* _Exercise details_
Within the records, find every line that includes the word "PgConnection" and copy it.

─── Information

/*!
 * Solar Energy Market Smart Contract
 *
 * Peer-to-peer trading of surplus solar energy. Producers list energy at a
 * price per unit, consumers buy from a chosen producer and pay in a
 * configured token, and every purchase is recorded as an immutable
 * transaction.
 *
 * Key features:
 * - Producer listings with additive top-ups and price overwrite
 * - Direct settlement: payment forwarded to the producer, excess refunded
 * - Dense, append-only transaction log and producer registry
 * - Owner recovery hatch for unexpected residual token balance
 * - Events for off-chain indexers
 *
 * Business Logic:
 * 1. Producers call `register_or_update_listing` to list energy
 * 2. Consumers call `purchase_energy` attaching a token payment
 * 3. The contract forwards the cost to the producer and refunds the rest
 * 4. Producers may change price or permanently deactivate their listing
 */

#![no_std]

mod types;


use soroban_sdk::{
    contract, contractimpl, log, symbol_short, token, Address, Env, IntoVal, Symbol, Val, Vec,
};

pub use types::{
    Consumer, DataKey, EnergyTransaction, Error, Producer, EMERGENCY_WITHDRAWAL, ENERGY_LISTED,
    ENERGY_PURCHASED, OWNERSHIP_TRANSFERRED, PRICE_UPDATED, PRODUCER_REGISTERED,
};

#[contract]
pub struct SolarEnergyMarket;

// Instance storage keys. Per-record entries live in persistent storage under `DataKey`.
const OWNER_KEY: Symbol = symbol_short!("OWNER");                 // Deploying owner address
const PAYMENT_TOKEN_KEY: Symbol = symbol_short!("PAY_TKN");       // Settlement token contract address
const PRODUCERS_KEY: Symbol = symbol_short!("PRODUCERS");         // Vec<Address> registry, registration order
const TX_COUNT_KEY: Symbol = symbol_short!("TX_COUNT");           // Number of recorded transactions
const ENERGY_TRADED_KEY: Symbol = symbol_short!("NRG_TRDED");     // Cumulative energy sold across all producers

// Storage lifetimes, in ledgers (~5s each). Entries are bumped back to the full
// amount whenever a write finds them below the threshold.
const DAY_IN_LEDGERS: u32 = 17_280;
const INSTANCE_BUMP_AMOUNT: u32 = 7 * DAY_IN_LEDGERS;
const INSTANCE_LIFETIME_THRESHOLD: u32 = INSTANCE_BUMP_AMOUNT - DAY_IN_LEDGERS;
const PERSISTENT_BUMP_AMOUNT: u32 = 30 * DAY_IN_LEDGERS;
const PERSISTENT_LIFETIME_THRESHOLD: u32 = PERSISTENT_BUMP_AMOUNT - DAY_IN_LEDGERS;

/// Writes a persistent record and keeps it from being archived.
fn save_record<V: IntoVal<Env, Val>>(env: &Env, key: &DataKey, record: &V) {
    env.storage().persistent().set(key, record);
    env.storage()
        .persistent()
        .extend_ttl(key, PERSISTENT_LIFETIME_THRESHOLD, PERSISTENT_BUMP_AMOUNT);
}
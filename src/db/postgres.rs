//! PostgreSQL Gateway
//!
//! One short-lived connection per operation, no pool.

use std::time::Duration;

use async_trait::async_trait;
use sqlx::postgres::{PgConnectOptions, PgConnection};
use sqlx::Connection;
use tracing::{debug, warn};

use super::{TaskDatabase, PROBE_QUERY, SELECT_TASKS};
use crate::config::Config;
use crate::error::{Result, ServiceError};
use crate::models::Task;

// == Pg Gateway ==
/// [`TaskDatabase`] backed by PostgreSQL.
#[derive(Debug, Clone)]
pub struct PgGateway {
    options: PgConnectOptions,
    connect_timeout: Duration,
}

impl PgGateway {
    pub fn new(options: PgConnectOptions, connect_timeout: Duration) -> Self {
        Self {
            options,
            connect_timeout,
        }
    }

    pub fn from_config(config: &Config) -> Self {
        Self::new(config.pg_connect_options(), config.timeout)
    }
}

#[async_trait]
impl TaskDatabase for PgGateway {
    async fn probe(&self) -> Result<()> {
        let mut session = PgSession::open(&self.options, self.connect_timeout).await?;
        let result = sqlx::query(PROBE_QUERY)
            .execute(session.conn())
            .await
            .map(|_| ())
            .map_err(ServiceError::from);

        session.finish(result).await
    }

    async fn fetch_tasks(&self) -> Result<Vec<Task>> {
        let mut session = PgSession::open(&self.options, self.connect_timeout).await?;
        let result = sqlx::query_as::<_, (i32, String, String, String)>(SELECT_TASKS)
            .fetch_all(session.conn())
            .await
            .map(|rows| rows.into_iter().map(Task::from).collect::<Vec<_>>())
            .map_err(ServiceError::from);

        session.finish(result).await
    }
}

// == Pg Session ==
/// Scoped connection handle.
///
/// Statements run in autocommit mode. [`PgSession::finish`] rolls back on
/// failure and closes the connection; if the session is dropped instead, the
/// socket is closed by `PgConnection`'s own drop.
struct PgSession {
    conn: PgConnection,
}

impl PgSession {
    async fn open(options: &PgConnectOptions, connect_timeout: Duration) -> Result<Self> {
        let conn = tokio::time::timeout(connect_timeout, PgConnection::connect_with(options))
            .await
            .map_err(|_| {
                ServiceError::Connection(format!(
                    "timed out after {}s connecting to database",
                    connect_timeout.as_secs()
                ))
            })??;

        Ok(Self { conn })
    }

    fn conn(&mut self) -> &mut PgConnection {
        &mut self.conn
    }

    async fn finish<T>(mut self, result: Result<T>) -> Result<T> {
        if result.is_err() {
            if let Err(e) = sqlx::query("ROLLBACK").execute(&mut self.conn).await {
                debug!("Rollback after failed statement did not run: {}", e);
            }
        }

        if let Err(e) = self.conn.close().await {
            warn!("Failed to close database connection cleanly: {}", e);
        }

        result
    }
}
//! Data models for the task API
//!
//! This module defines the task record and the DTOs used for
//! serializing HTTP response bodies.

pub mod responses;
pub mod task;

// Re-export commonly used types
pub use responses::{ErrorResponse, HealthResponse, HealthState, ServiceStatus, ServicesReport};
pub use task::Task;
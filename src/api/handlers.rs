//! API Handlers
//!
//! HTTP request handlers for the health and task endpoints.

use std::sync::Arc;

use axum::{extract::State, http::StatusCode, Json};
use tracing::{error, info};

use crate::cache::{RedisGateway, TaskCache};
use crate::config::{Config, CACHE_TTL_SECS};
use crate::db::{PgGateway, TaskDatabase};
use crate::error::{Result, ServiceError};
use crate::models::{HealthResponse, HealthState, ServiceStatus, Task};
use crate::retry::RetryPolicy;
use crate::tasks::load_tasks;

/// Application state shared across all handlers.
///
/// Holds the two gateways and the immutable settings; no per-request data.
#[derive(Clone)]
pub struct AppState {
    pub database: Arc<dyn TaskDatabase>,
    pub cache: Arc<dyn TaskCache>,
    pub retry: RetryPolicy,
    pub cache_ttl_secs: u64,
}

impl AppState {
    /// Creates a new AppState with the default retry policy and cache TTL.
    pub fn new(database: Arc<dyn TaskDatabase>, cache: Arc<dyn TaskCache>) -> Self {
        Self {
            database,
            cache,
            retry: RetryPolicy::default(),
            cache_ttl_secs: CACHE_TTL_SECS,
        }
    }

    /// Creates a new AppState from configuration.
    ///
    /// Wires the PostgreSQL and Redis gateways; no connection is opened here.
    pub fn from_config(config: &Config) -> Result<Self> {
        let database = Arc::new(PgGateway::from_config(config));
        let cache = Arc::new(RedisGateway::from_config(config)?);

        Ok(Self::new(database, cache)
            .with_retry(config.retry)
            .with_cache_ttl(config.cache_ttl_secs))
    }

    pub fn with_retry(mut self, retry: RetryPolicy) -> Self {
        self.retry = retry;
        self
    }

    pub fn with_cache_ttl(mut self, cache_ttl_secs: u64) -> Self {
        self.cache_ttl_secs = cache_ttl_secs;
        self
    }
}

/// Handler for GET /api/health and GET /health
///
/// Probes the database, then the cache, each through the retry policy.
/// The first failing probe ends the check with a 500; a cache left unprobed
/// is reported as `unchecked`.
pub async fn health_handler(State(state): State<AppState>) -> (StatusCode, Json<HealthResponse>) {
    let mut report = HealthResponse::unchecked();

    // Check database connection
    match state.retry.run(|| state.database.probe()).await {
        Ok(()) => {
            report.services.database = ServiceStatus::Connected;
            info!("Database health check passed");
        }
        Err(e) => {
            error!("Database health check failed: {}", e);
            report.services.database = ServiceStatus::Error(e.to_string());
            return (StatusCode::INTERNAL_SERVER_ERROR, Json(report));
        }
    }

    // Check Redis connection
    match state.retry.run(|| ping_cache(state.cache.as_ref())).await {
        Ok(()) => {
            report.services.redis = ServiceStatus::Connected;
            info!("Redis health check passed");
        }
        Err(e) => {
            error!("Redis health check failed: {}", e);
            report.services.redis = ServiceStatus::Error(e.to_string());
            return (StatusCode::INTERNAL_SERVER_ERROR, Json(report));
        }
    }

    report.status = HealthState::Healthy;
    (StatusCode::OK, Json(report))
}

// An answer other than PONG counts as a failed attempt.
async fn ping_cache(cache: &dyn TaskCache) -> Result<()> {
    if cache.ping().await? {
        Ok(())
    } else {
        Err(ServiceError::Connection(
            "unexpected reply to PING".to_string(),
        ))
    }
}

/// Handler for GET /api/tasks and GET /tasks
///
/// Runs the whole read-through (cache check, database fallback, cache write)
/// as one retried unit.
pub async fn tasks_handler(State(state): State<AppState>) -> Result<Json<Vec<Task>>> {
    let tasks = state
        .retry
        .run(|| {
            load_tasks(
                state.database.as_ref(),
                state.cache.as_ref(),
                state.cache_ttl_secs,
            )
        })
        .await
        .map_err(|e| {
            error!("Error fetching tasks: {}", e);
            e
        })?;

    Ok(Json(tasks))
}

──────

* _Task answer_
use sqlx::postgres::{PgConnectOptions, PgConnection};
/// socket is closed by `PgConnection`'s own drop.
    conn: PgConnection,
        let conn = tokio::time::timeout(connect_timeout, PgConnection::connect_with(options))
    fn conn(&mut self) -> &mut PgConnection {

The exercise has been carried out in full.